To Maintain Trust in Science, Lose the Peer Review
Benjamin Mazer, MD, MBA; John M. Mandrola, MD DISCLOSURES
February 19, 2019
“Trust me, I’m a doctor.” In the Internet age, that phrase has never been more fraught. Uncertainty is the rule in medicine and science. In an ideal world, doctors, scientists, and laypeople would independently evaluate the evidence behind any scientific or medical statement. Instead, scientific and medical evidence increasingly comes from small groups of subspecialists who write in obscure prose for academic publications that few can access. That leaves the media to disseminate findings from thinly read scientific journal articles that are held up as totems of authority.
Editors-in-Chief Blame the Media
But there’s a hitch. The Internet’s democratization of all voices allows misinformation—unintentional or malicious—to easily spread. Experts are scared. Recently, the editors-in-chief of the world’s top cardiology journals issued a joint statement warning about the spread of medical misinformation.[1]Their examples were patient distrust in statins and vaccines. These editors warn us that “individuals who are neither physicians nor scientists, but often with a specific agenda, have outsized influence over our lives.” They exhort the media to “do a better job.” The editors claim that they carefully evaluate each piece of information their journals publish because “lives are at stake.”
In truth, scientific journals have always been a weak check on misinformation. For every journal article published, only a few volunteer reviewers evaluate the work before publication. The vulnerabilities of “peer review” have been described even by those charged with managing it, such as former BMJ editor Richard Smith.[2] He and his colleagues have intentionally introduced errors into manuscripts sent for peer review, and found that these deliberate errors were often missed.[3] Reviewers vary greatly in how closely they examine a manuscript; they often have their own agenda and conflicts biasing their evaluation; if flaws are identified after publication, the study is almost never retracted.[4]

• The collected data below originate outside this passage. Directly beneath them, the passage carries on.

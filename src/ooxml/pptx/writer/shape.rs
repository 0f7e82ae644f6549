/// Shape types and XML generation for slides under construction.
use crate::common::xml::{XmlElement, escape_xml};
use crate::ooxml::error::{OoxmlError, Result};
use crate::ooxml::pptx::shapes::base::{Geometry, Placeholder};
use crate::ooxml::pptx::shapes::textframe::{self, TextParagraph};
use std::fmt::Write as FmtWrite;

/// A shape to be added to a slide.
#[derive(Debug, Clone)]
pub struct MutableShape {
    /// Shape ID
    pub(crate) shape_id: u32,
    /// `cNvPr@name`
    pub(crate) name: String,
    /// Shape type
    pub(crate) shape_type: ShapeType,
}

#[derive(Debug, Clone)]
pub(crate) enum ShapeType {
    TextBox {
        geometry: Geometry,
        paragraphs: Vec<TextParagraph>,
    },
    AutoShape {
        geometry: Geometry,
        preset: String,
        fill_color: Option<String>,
        paragraphs: Vec<TextParagraph>,
    },
    Picture {
        geometry: Geometry,
        rel_id: String,
        description: String,
    },
    /// A picture filling a placeholder; geometry is inherited from the layout
    PlaceholderPicture {
        placeholder: Placeholder,
        orient: Option<String>,
        sz: Option<String>,
        rel_id: String,
    },
    /// An empty placeholder cloned from a layout placeholder
    Placeholder {
        placeholder: Placeholder,
        orient: Option<String>,
        sz: Option<String>,
    },
}

impl MutableShape {
    /// Create a new text box shape.
    pub fn new_text_box(shape_id: u32, name: impl Into<String>, geometry: Geometry, paragraphs: Vec<TextParagraph>) -> Self {
        Self {
            shape_id,
            name: name.into(),
            shape_type: ShapeType::TextBox { geometry, paragraphs },
        }
    }

    /// Create a preset-geometry shape, optionally with a solid RGB fill.
    pub fn new_auto_shape(
        shape_id: u32,
        name: impl Into<String>,
        preset: impl Into<String>,
        geometry: Geometry,
        fill_color: Option<String>,
        paragraphs: Vec<TextParagraph>,
    ) -> Self {
        Self {
            shape_id,
            name: name.into(),
            shape_type: ShapeType::AutoShape {
                geometry,
                preset: preset.into(),
                fill_color,
                paragraphs,
            },
        }
    }

    /// Create a picture referencing an image relationship of the slide.
    pub fn new_picture(shape_id: u32, name: impl Into<String>, rel_id: impl Into<String>, geometry: Geometry) -> Self {
        Self {
            shape_id,
            name: name.into(),
            shape_type: ShapeType::Picture {
                geometry,
                rel_id: rel_id.into(),
                description: String::new(),
            },
        }
    }

    /// Create a picture that takes the place of the placeholder `ph`.
    ///
    /// The `p:ph` identity (type, idx, orient, sz) is kept so the picture
    /// inherits position and size from the layout.
    pub fn new_placeholder_picture(shape_id: u32, name: impl Into<String>, ph: &XmlElement, rel_id: impl Into<String>) -> Self {
        Self {
            shape_id,
            name: name.into(),
            shape_type: ShapeType::PlaceholderPicture {
                placeholder: Placeholder::from_ph(ph),
                orient: ph.attr("orient").map(str::to_string),
                sz: ph.attr("sz").map(str::to_string),
                rel_id: rel_id.into(),
            },
        }
    }

    /// Create an empty slide placeholder mirroring the layout placeholder `ph`.
    pub fn new_placeholder(shape_id: u32, name: impl Into<String>, ph: &XmlElement) -> Self {
        Self {
            shape_id,
            name: name.into(),
            shape_type: ShapeType::Placeholder {
                placeholder: Placeholder::from_ph(ph),
                orient: ph.attr("orient").map(str::to_string),
                sz: ph.attr("sz").map(str::to_string),
            },
        }
    }

    /// Set the alternative text of a picture.
    pub fn with_description(mut self, text: &str) -> Self {
        if let ShapeType::Picture { description, .. } = &mut self.shape_type {
            *description = text.to_string();
        }
        self
    }

    pub fn shape_id(&self) -> u32 {
        self.shape_id
    }

    fn paragraphs(&self) -> Option<&[TextParagraph]> {
        match &self.shape_type {
            ShapeType::TextBox { paragraphs, .. } | ShapeType::AutoShape { paragraphs, .. } => Some(paragraphs),
            _ => None,
        }
    }

    /// Build the shape as an element ready to be appended to a `p:spTree`.
    pub fn to_element(&self) -> Result<XmlElement> {
        let mut xml = String::with_capacity(1024);
        self.to_xml(&mut xml)?;
        let mut element = XmlElement::parse(xml.as_bytes())?;

        if let Some(paragraphs) = self.paragraphs() {
            if let Some(tx_body) = element.child_mut("txBody") {
                textframe::set_paragraphs(tx_body, paragraphs);
            }
        }
        Ok(element)
    }

    /// Generate XML for this shape. Text bodies are written with one empty
    /// paragraph; [`MutableShape::to_element`] fills them.
    pub(crate) fn to_xml(&self, xml: &mut String) -> Result<()> {
        match &self.shape_type {
            ShapeType::TextBox { geometry, .. } => {
                xml.push_str("<p:sp>");
                xml.push_str("<p:nvSpPr>");
                self.write_c_nv_pr(xml, None)?;
                xml.push_str(r#"<p:cNvSpPr txBox="1"/>"#);
                xml.push_str("<p:nvPr/>");
                xml.push_str("</p:nvSpPr>");

                xml.push_str("<p:spPr>");
                write_xfrm(xml, geometry)?;
                xml.push_str(r#"<a:prstGeom prst="rect"><a:avLst/></a:prstGeom>"#);
                xml.push_str("<a:noFill/>");
                xml.push_str("</p:spPr>");

                xml.push_str("<p:txBody>");
                xml.push_str(r#"<a:bodyPr wrap="none"><a:spAutoFit/></a:bodyPr>"#);
                xml.push_str("<a:lstStyle/>");
                xml.push_str("<a:p/>");
                xml.push_str("</p:txBody>");
                xml.push_str("</p:sp>");
            },
            ShapeType::AutoShape {
                geometry,
                preset,
                fill_color,
                ..
            } => {
                xml.push_str("<p:sp>");
                xml.push_str("<p:nvSpPr>");
                self.write_c_nv_pr(xml, None)?;
                xml.push_str("<p:cNvSpPr/>");
                xml.push_str("<p:nvPr/>");
                xml.push_str("</p:nvSpPr>");

                xml.push_str("<p:spPr>");
                write_xfrm(xml, geometry)?;
                write!(xml, r#"<a:prstGeom prst="{}"><a:avLst/></a:prstGeom>"#, escape_xml(preset))
                    .map_err(|e| OoxmlError::Xml(e.to_string()))?;

                if let Some(color) = fill_color {
                    xml.push_str("<a:solidFill>");
                    write!(xml, r#"<a:srgbClr val="{}"/>"#, escape_xml(color))
                        .map_err(|e| OoxmlError::Xml(e.to_string()))?;
                    xml.push_str("</a:solidFill>");
                }
                xml.push_str("</p:spPr>");

                // Theme-based line, fill, effect and font references
                xml.push_str("<p:style>");
                xml.push_str(r#"<a:lnRef idx="1"><a:schemeClr val="accent1"/></a:lnRef>"#);
                xml.push_str(r#"<a:fillRef idx="3"><a:schemeClr val="accent1"/></a:fillRef>"#);
                xml.push_str(r#"<a:effectRef idx="2"><a:schemeClr val="accent1"/></a:effectRef>"#);
                xml.push_str(r#"<a:fontRef idx="minor"><a:schemeClr val="lt1"/></a:fontRef>"#);
                xml.push_str("</p:style>");

                xml.push_str("<p:txBody>");
                xml.push_str(r#"<a:bodyPr rtlCol="0" anchor="ctr"/>"#);
                xml.push_str("<a:lstStyle/>");
                xml.push_str(r#"<a:p><a:pPr algn="ctr"/></a:p>"#);
                xml.push_str("</p:txBody>");
                xml.push_str("</p:sp>");
            },
            ShapeType::Picture {
                geometry,
                rel_id,
                description,
            } => {
                xml.push_str("<p:pic>");
                xml.push_str("<p:nvPicPr>");
                self.write_c_nv_pr(xml, Some(description))?;
                xml.push_str("<p:cNvPicPr/>");
                xml.push_str("<p:nvPr/>");
                xml.push_str("</p:nvPicPr>");

                write_blip_fill(xml, rel_id)?;

                xml.push_str("<p:spPr>");
                write_xfrm(xml, geometry)?;
                xml.push_str(r#"<a:prstGeom prst="rect"><a:avLst/></a:prstGeom>"#);
                xml.push_str("</p:spPr>");
                xml.push_str("</p:pic>");
            },
            ShapeType::PlaceholderPicture {
                placeholder,
                orient,
                sz,
                rel_id,
            } => {
                xml.push_str("<p:pic>");
                xml.push_str("<p:nvPicPr>");
                self.write_c_nv_pr(xml, Some(""))?;
                xml.push_str(r#"<p:cNvPicPr><a:picLocks noGrp="1" noChangeAspect="1"/></p:cNvPicPr>"#);
                xml.push_str("<p:nvPr>");
                write_ph(xml, placeholder, orient.as_deref(), sz.as_deref())?;
                xml.push_str("</p:nvPr>");
                xml.push_str("</p:nvPicPr>");

                write_blip_fill(xml, rel_id)?;

                xml.push_str("<p:spPr/>");
                xml.push_str("</p:pic>");
            },
            ShapeType::Placeholder {
                placeholder,
                orient,
                sz,
            } => {
                xml.push_str("<p:sp>");
                xml.push_str("<p:nvSpPr>");
                self.write_c_nv_pr(xml, None)?;
                xml.push_str(r#"<p:cNvSpPr><a:spLocks noGrp="1"/></p:cNvSpPr>"#);
                xml.push_str("<p:nvPr>");
                write_ph(xml, placeholder, orient.as_deref(), sz.as_deref())?;
                xml.push_str("</p:nvPr>");
                xml.push_str("</p:nvSpPr>");
                xml.push_str("<p:spPr/>");

                if placeholder.is_text_bearing() {
                    xml.push_str("<p:txBody><a:bodyPr/><a:lstStyle/><a:p/></p:txBody>");
                }
                xml.push_str("</p:sp>");
            },
        }

        Ok(())
    }

    fn write_c_nv_pr(&self, xml: &mut String, description: Option<&str>) -> Result<()> {
        write!(
            xml,
            r#"<p:cNvPr id="{}" name="{}""#,
            self.shape_id,
            escape_xml(&self.name)
        )
        .map_err(|e| OoxmlError::Xml(e.to_string()))?;
        if let Some(description) = description {
            write!(xml, r#" descr="{}""#, escape_xml(description)).map_err(|e| OoxmlError::Xml(e.to_string()))?;
        }
        xml.push_str("/>");
        Ok(())
    }
}

fn write_xfrm(xml: &mut String, geometry: &Geometry) -> Result<()> {
    xml.push_str("<a:xfrm>");
    write!(xml, r#"<a:off x="{}" y="{}"/>"#, geometry.x, geometry.y).map_err(|e| OoxmlError::Xml(e.to_string()))?;
    write!(xml, r#"<a:ext cx="{}" cy="{}"/>"#, geometry.cx, geometry.cy)
        .map_err(|e| OoxmlError::Xml(e.to_string()))?;
    xml.push_str("</a:xfrm>");
    Ok(())
}

fn write_blip_fill(xml: &mut String, rel_id: &str) -> Result<()> {
    xml.push_str("<p:blipFill>");
    write!(xml, r#"<a:blip r:embed="{}"/>"#, escape_xml(rel_id)).map_err(|e| OoxmlError::Xml(e.to_string()))?;
    xml.push_str("<a:stretch><a:fillRect/></a:stretch>");
    xml.push_str("</p:blipFill>");
    Ok(())
}

/// `p:ph` with default attributes omitted (`obj` type, `horz` orient, `full`
/// size, idx 0).
fn write_ph(xml: &mut String, placeholder: &Placeholder, orient: Option<&str>, sz: Option<&str>) -> Result<()> {
    xml.push_str("<p:ph");
    if let Some(ph_type) = placeholder.ph_type.as_deref().filter(|t| *t != "obj") {
        write!(xml, r#" type="{}""#, escape_xml(ph_type)).map_err(|e| OoxmlError::Xml(e.to_string()))?;
    }
    if let Some(orient) = orient.filter(|o| *o != "horz") {
        write!(xml, r#" orient="{}""#, escape_xml(orient)).map_err(|e| OoxmlError::Xml(e.to_string()))?;
    }
    if let Some(sz) = sz.filter(|s| *s != "full") {
        write!(xml, r#" sz="{}""#, escape_xml(sz)).map_err(|e| OoxmlError::Xml(e.to_string()))?;
    }
    if placeholder.idx != 0 {
        write!(xml, r#" idx="{}""#, placeholder.idx).map_err(|e| OoxmlError::Xml(e.to_string()))?;
    }
    xml.push_str("/>");
    Ok(())
}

Social Media Didn’t Create Antivaxxers
Using distrust in statins and vaccines as examples undermines the editors’ point. The modern antivaccine movement was not started on Facebook or Twitter, but by a peer-reviewed study published in the Lancet, one of the world’s leading medical journals. Even as the harm of this fraudulent study became clear, it took more than a decade for the journal to retract it. Also, equating vaccine denialism and statin hesitancy hurts their case, because the choice to take a statin represents a near-perfect example of a decision that is sensitive to patient preferences.
Vulnerabilities in our scientific publishing system have not gone unnoticed by malign actors. For-profit “predatory journals” allow anyone to garner the authority of a scientific publication for a fee, often bypassing peer review. Individuals with fringe agenda even create their own journals to give an air of credibility to antiscientific views, such as creationism or climate change denial.
Peer Review Reimagined
Is the solution to “fake news” in science and medicine for social media to emulate journals? We don’t think so. Traditional scientific checks and balances don’t always work, and they can’t keep up with the pace of social media. A prominent editor and researcher recently wrote that “journals as we have known them are approaching their final act.”[5] To bolster trust, radical changes are needed in the way we share evidence-based information with each other and the public.